• [Directions] Please report the number of lines in the entries below that contain "types", with nothing added.

*** Opening Data records ***

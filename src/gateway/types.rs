//! Request, context and response envelope types.

use std::collections::{BTreeMap, BTreeSet};
use std::fmt;
use std::str::FromStr;

use serde::{Deserialize, Serialize};
use serde_json::Value;
use thiserror::Error;

use super::error::{ApiError, ErrorCode, RouteError};
use crate::router::PathParams;

/// Header/query map. Header keys are lowercased by the gateway.
pub type StringMap = BTreeMap<String, String>;

/// HTTP methods the gateway routes.
#[derive(Debug, Clone, Copy, PartialEq, Eq, Hash, PartialOrd, Ord, Serialize, Deserialize)]
#[serde(rename_all = "UPPERCASE")]
pub enum Method {
    Get,
    Post,
    Put,
    Patch,
    Delete,
}

impl Method {
    pub fn as_str(&self) -> &'static str {
        match self {
            Method::Get => "GET",
            Method::Post => "POST",
            Method::Put => "PUT",
            Method::Patch => "PATCH",
            Method::Delete => "DELETE",
        }
    }
}

impl fmt::Display for Method {
    fn fmt(&self, f: &mut fmt::Formatter<'_>) -> fmt::Result {
        f.write_str(self.as_str())
    }
}

/// A method string outside GET/POST/PUT/PATCH/DELETE.
#[derive(Debug, Clone, PartialEq, Eq, Error)]
#[error("Unsupported HTTP method: {0}")]
pub struct UnsupportedMethod(pub String);

impl FromStr for Method {
    type Err = UnsupportedMethod;

    fn from_str(s: &str) -> Result<Self, Self::Err> {
        match s.trim().to_ascii_uppercase().as_str() {
            "GET" => Ok(Method::Get),
            "POST" => Ok(Method::Post),
            "PUT" => Ok(Method::Put),
            "PATCH" => Ok(Method::Patch),
            "DELETE" => Ok(Method::Delete),
            _ => Err(UnsupportedMethod(s.to_string())),
        }
    }
}

/// An inbound request as handed to [`Gateway::handle_request`](super::Gateway::handle_request).
#[derive(Debug, Clone, Default, PartialEq, Serialize, Deserialize)]
pub struct ApiRequest {
    /// Method verb, validated by the gateway
    pub method: String,
    /// Request target; may carry a query string
    pub path: String,
    #[serde(default)]
    pub headers: StringMap,
    /// Explicit query parameters; these win over ones parsed from `path`
    #[serde(default)]
    pub query: StringMap,
    #[serde(default)]
    pub body: Value,
}

impl ApiRequest {
    pub fn new(method: impl Into<String>, path: impl Into<String>) -> Self {
        Self {
            method: method.into(),
            path: path.into(),
            ..Self::default()
        }
    }

    pub fn header(mut self, name: impl Into<String>, value: impl Into<String>) -> Self {
        self.headers.insert(name.into(), value.into());
        self
    }

    pub fn query(mut self, name: impl Into<String>, value: impl Into<String>) -> Self {
        self.query.insert(name.into(), value.into());
        self
    }

    pub fn body(mut self, body: Value) -> Self {
        self.body = body;
        self
    }
}

/// The authenticated caller.
#[derive(Debug, Clone, PartialEq, Eq, Serialize, Deserialize)]
#[serde(rename_all = "camelCase")]
pub struct Principal {
    /// Stable identity; used as the rate-limit key
    pub id: String,
    #[serde(default)]
    pub workspace_id: Option<String>,
    #[serde(default)]
    pub capabilities: BTreeSet<String>,
}

impl Principal {
    pub fn new(id: impl Into<String>) -> Self {
        Self {
            id: id.into(),
            workspace_id: None,
            capabilities: BTreeSet::new(),
        }
    }

    pub fn with_workspace(mut self, workspace_id: impl Into<String>) -> Self {
        self.workspace_id = Some(workspace_id.into());
        self
    }

    pub fn with_capability(mut self, capability: impl Into<String>) -> Self {
        self.capabilities.insert(capability.into());
        self
    }

    pub fn has_capability(&self, capability: &str) -> bool {
        self.capabilities.contains(capability)
    }
}

/// Route metadata visible to middleware.
#[derive(Debug, Clone, PartialEq, Eq, Serialize)]
#[serde(rename_all = "camelCase")]
pub struct RouteMeta {
    pub name: String,
    pub version: String,
    pub requires_auth: bool,
    pub require_workspace: bool,
    pub required_capability: Option<String>,
}

/// The normalized request as seen by middleware and handlers.
#[derive(Debug, Clone, PartialEq)]
pub struct RequestData {
    pub method: Method,
    pub path: String,
    pub headers: StringMap,
    pub query: StringMap,
    pub body: Value,
}

/// Per-request context.
///
/// Everything is read-only once built, except the principal, which can be
/// attached exactly once (normally by the auth middleware).
#[derive(Debug, Clone)]
pub struct RequestContext {
    request_id: String,
    now_iso: String,
    request: RequestData,
    path_params: PathParams,
    workspace_id: Option<String>,
    principal: Option<Principal>,
    route_meta: RouteMeta,
}

impl RequestContext {
    pub(crate) fn new(
        request_id: String,
        now_iso: String,
        request: RequestData,
        path_params: PathParams,
        workspace_id: Option<String>,
        route_meta: RouteMeta,
    ) -> Self {
        Self {
            request_id,
            now_iso,
            request,
            path_params,
            workspace_id,
            principal: None,
            route_meta,
        }
    }

    pub(crate) fn replace_body(&mut self, body: Value) {
        self.request.body = body;
    }

    pub fn request_id(&self) -> &str {
        &self.request_id
    }

    pub fn now_iso(&self) -> &str {
        &self.now_iso
    }

    pub fn request(&self) -> &RequestData {
        &self.request
    }

    pub fn method(&self) -> Method {
        self.request.method
    }

    pub fn path(&self) -> &str {
        &self.request.path
    }

    /// Header value by case-insensitive name.
    pub fn header(&self, name: &str) -> Option<&str> {
        self.request
            .headers
            .get(&name.to_ascii_lowercase())
            .map(String::as_str)
    }

    pub fn query(&self) -> &StringMap {
        &self.request.query
    }

    pub fn query_param(&self, name: &str) -> Option<&str> {
        self.request.query.get(name).map(String::as_str)
    }

    pub fn body(&self) -> &Value {
        &self.request.body
    }

    pub fn path_params(&self) -> &PathParams {
        &self.path_params
    }

    pub fn path_param(&self, name: &str) -> Option<&str> {
        self.path_params.get(name).map(String::as_str)
    }

    pub fn workspace_id(&self) -> Option<&str> {
        self.workspace_id.as_deref()
    }

    pub fn principal(&self) -> Option<&Principal> {
        self.principal.as_ref()
    }

    pub fn route_meta(&self) -> &RouteMeta {
        &self.route_meta
    }

    /// Attach the authenticated principal. Returns false, leaving the
    /// existing principal in place, if one was already attached.
    pub fn attach_principal(&mut self, principal: Principal) -> bool {
        if self.principal.is_some() {
            return false;
        }
        self.principal = Some(principal);
        true
    }
}

/// What a handler returns on success.
#[derive(Debug, Clone, Default, PartialEq)]
pub struct HandlerOutput {
    /// Defaults to 200
    pub status: Option<u16>,
    /// Merged over the gateway's default headers
    pub headers: StringMap,
    pub data: Value,
    pub pagination: Option<Value>,
}

impl HandlerOutput {
    pub fn new(data: Value) -> Self {
        Self {
            data,
            ..Self::default()
        }
    }

    /// Serialize `data` into a handler output.
    pub fn from_serializable<T: Serialize>(data: &T) -> Result<Self, ApiError> {
        let data = serde_json::to_value(data).map_err(anyhow::Error::from)?;
        Ok(Self::new(data))
    }

    pub fn with_status(mut self, status: u16) -> Self {
        self.status = Some(status);
        self
    }

    pub fn with_header(mut self, name: impl Into<String>, value: impl Into<String>) -> Self {
        self.headers.insert(name.into(), value.into());
        self
    }

    pub fn with_pagination(mut self, pagination: Value) -> Self {
        self.pagination = Some(pagination);
        self
    }
}

/// Body of a successful response.
#[derive(Debug, Clone, PartialEq, Serialize)]
#[serde(rename_all = "camelCase")]
pub struct SuccessBody {
    pub ok: bool,
    pub request_id: String,
    pub at_iso: String,
    pub data: Value,
    #[serde(skip_serializing_if = "Option::is_none")]
    pub pagination: Option<Value>,
}

/// Error details inside an [`ErrorBody`].
#[derive(Debug, Clone, PartialEq, Serialize)]
pub struct ErrorPayload {
    pub code: ErrorCode,
    pub message: String,
    #[serde(skip_serializing_if = "Option::is_none")]
    pub details: Option<Value>,
}

/// Body of an error response.
#[derive(Debug, Clone, PartialEq, Serialize)]
#[serde(rename_all = "camelCase")]
pub struct ErrorBody {
    pub ok: bool,
    pub request_id: String,
    pub at_iso: String,
    pub error: ErrorPayload,
}

/// Response body: success or error envelope.
#[derive(Debug, Clone, PartialEq, Serialize)]
#[serde(untagged)]
pub enum ResponseBody {
    Success(SuccessBody),
    Error(ErrorBody),
}

/// A complete response.
#[derive(Debug, Clone, PartialEq, Serialize)]
pub struct ApiResponse {
    pub status: u16,
    pub headers: StringMap,
    pub body: ResponseBody,
}

impl ApiResponse {
    /// Success envelope. Handler headers override the defaults.
    pub fn success(request_id: &str, at_iso: &str, version: &str, output: HandlerOutput) -> Self {
        let mut headers = default_headers(version);
        headers.extend(output.headers);

        Self {
            status: output.status.unwrap_or(200),
            headers,
            body: ResponseBody::Success(SuccessBody {
                ok: true,
                request_id: request_id.to_string(),
                at_iso: at_iso.to_string(),
                data: output.data,
                pagination: output.pagination,
            }),
        }
    }

    /// Error envelope.
    pub fn error(request_id: &str, at_iso: &str, version: &str, err: RouteError) -> Self {
        Self {
            status: err.status,
            headers: default_headers(version),
            body: ResponseBody::Error(ErrorBody {
                ok: false,
                request_id: request_id.to_string(),
                at_iso: at_iso.to_string(),
                error: ErrorPayload {
                    code: err.code,
                    message: err.message,
                    details: err.details,
                },
            }),
        }
    }

    /// Success envelope for a request that reached a route.
    pub fn success_for(ctx: &RequestContext, output: HandlerOutput) -> Self {
        Self::success(ctx.request_id(), ctx.now_iso(), &ctx.route_meta().version, output)
    }

    /// Error envelope for a request that reached a route.
    pub fn error_for(ctx: &RequestContext, err: RouteError) -> Self {
        Self::error(ctx.request_id(), ctx.now_iso(), &ctx.route_meta().version, err)
    }

    /// Add or overwrite headers.
    pub fn with_headers(mut self, headers: StringMap) -> Self {
        self.headers.extend(headers);
        self
    }

    pub fn header(&self, name: &str) -> Option<&str> {
        self.headers.get(name).map(String::as_str)
    }

    pub fn is_success(&self) -> bool {
        matches!(self.body, ResponseBody::Success(_))
    }

    pub fn data(&self) -> Option<&Value> {
        match &self.body {
            ResponseBody::Success(body) => Some(&body.data),
            ResponseBody::Error(_) => None,
        }
    }

    pub fn error_payload(&self) -> Option<&ErrorPayload> {
        match &self.body {
            ResponseBody::Error(body) => Some(&body.error),
            ResponseBody::Success(_) => None,
        }
    }

    pub fn request_id(&self) -> &str {
        match &self.body {
            ResponseBody::Success(body) => &body.request_id,
            ResponseBody::Error(body) => &body.request_id,
        }
    }
}

fn default_headers(version: &str) -> StringMap {
    let mut headers = StringMap::new();
    headers.insert("content-type".to_string(), "application/json".to_string());
    headers.insert("x-api-version".to_string(), version.to_string());
    headers
}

*** Closing Data records ***

• [Reply to the task] 2